Nominally capable of 140mph but restricted by signalling capacity to 125mph, 31 entered service in 1989-91, and they have hauled the premier express trains of a succession of operators on the route ever since, most recently London North Eastern Railway. In 1989, one achieved 162mph – still a British record. But now they are beginning to fade away as the new LNER Azumas (Hitachi multiple units, built at a new factory in County Durham) take over – the 91s were the last British express passenger locomotive, and deserve a CC for that alone.
To mark their passing, LNER has restored no 91119 to the original British Rail InterCity livery of 1991-96. The loco was also named Bounds Green after the London depot that maintained them and is now closing as the new units sweep the 91s (and the East Coast’s HSTs) away. And it looks superb.
Other British train operators have done similar things of late. Great Western repainted HST power car no 43002 – the second of the production series of this magnificent vehicle – in BR’s 1976 colours for its last couple of years of operation.
43002 was named to honour Sir Kenneth Grange, designer of the iconic power car’s nosecone, and Great Western made sure it was the last HST to leave London Paddington, when the Western’s HSTs headed to the roundhouse in the sky in May this year – although 43002 will live on at the National Railway Museum, and deservedly so.
Classmate 43185 Great Western was also treated to a special look, with the same BR InterCity livery as 91119. She powered the penultimate HST from Paddington
Similarly, suburban operator Southern Railway painted the last of the 1977 built class 313 electric multiple units into original BR blue and grey colours for its last year.
And even the rubbish Pacer has got in on the act, in a typically underwhelming but for once in the Pacer story very welcome way!
Across the Atlantic, Union Pacific were the first of the American railroads to present modern diesels in heritage paint schemes, with these magnificent six in 2005. Units were painted not in precise copies of historic schemes, but in a ‘New Mini’ version – how the predecessor railroads might have looked if they hadn’t been swept into UP but had continued to develop their own styles, and with the slogan ‘Proud History – Powerful Future’. Stunning.
This is no 1983, for the Western Pacific
And 1989, for the Rio Grande – best of the lot, I think
And 1995, for Chicago and North Western.
And 1996, representing the Southern Pacific. The numbers assigned to these units represent the year the ancestor joined UP.
And, in 2012, Norfolk Southern followed, painting 20 new units in meticulously researched and applied liveries of ‘fallen flag’ predecessors, including such names as Delaware Lackawanna, Erie, Lehigh Valley, Nickel Plate, Pennsylvania, Southern, Wabash and others, right up to Conrail.

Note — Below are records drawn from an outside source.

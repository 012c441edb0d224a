use sea_orm::entity::prelude::*;
use serde::{Deserialize, Serialize};

#[derive(Debug, Clone, Copy, PartialEq, Eq, Serialize, Deserialize, EnumIter, DeriveActiveEnum)]
#[sea_orm(rs_type = "String", db_type = "String(StringLen::None)")]
#[serde(rename_all = "snake_case")]
pub enum Status {
    #[sea_orm(string_value = "pending")]
    Pending,
    #[sea_orm(string_value = "accepted")]
    Accepted,
    #[sea_orm(string_value = "rejected")]
    Rejected,
    #[sea_orm(string_value = "withdrawn")]
    Withdrawn,
}

/// SeaORM entity for the `project_applications` table.
#[derive(Clone, Debug, PartialEq, Eq, DeriveEntityModel, Serialize, Deserialize)]
#[sea_orm(table_name = "project_applications")]
pub struct Model {
    #[sea_orm(primary_key, auto_increment = false)]
    pub id: Uuid,
    pub project_id: Uuid,
    pub worker_id: Uuid,
    #[sea_orm(column_type = "Text")]
    pub message: String,
    pub status: Status,
    pub created_at: DateTimeUtc,
    pub updated_at: DateTimeUtc,
}

#[derive(Copy, Clone, Debug, EnumIter, DeriveRelation)]
pub enum Relation {
    #[sea_orm(
        belongs_to = "super::projects::Entity",
        from = "Column::ProjectId",
        to = "super::projects::Column::Id"
    )]
    Project,
}

impl Related<super::projects::Entity> for Entity {
    fn to() -> RelationDef {
        Relation::Project.def()
    }
}

impl ActiveModelBehavior for ActiveModel {}

#[derive(Debug, Clone, Deserialize)]
pub struct CreateApplication {
    #[serde(default)]
    pub message: String,
}
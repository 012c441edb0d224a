use crate::error::{CoreError, CoreResult};
use crate::models::users::{Model, Roles};

/// Reject callers whose stored role is not `role`.
pub fn require_role(user: &Model, role: Roles) -> CoreResult<()> {
    if user.role != role {
        return Err(CoreError::Forbidden(format!(
            "This action requires the {role:?} role"
        )));
    }
    Ok(())
}

pub fn require_admin(user: &Model) -> CoreResult<()> {
    require_role(user, Roles::Admin)
}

Here’s the New Jersey Central.
And the Reading.
And the Norfolk and Western.
And New York Central.
And it isn’t just trains. British Airways celebrated the centenary of its oldest ancestor, Aircraft Transport and Travel Limited, which operated the first scheduled international air passenger service in the world between London and Paris, by repainting four jets – an Airbus 319 and three 747s – in historic schemes from its own past and from predecessors BOAC and BEA.
They do look pretty special, especially coming into Seattle.
And the BEA Airbus looks very smart.
American Airlines has a programme similar to NS – predecessor schemes on modern jets. Here’s TWA.
And even tiny Aer Lingus have had a go, with this very traditional looking scheme on a 737
And, finally, Jetblue, founded in 1988, has a retro livery, showing what its designers think a 1965 Jetblue would have looked like. I guess this is the ‘Reverse New Mini’ approach.
And they have this one too, honouring the New York Fire Department.
These planes and trains are all out there working in the real world, earning their keep alongside their conventionally painted brethren.
So, the QOTD is – who and what should be next?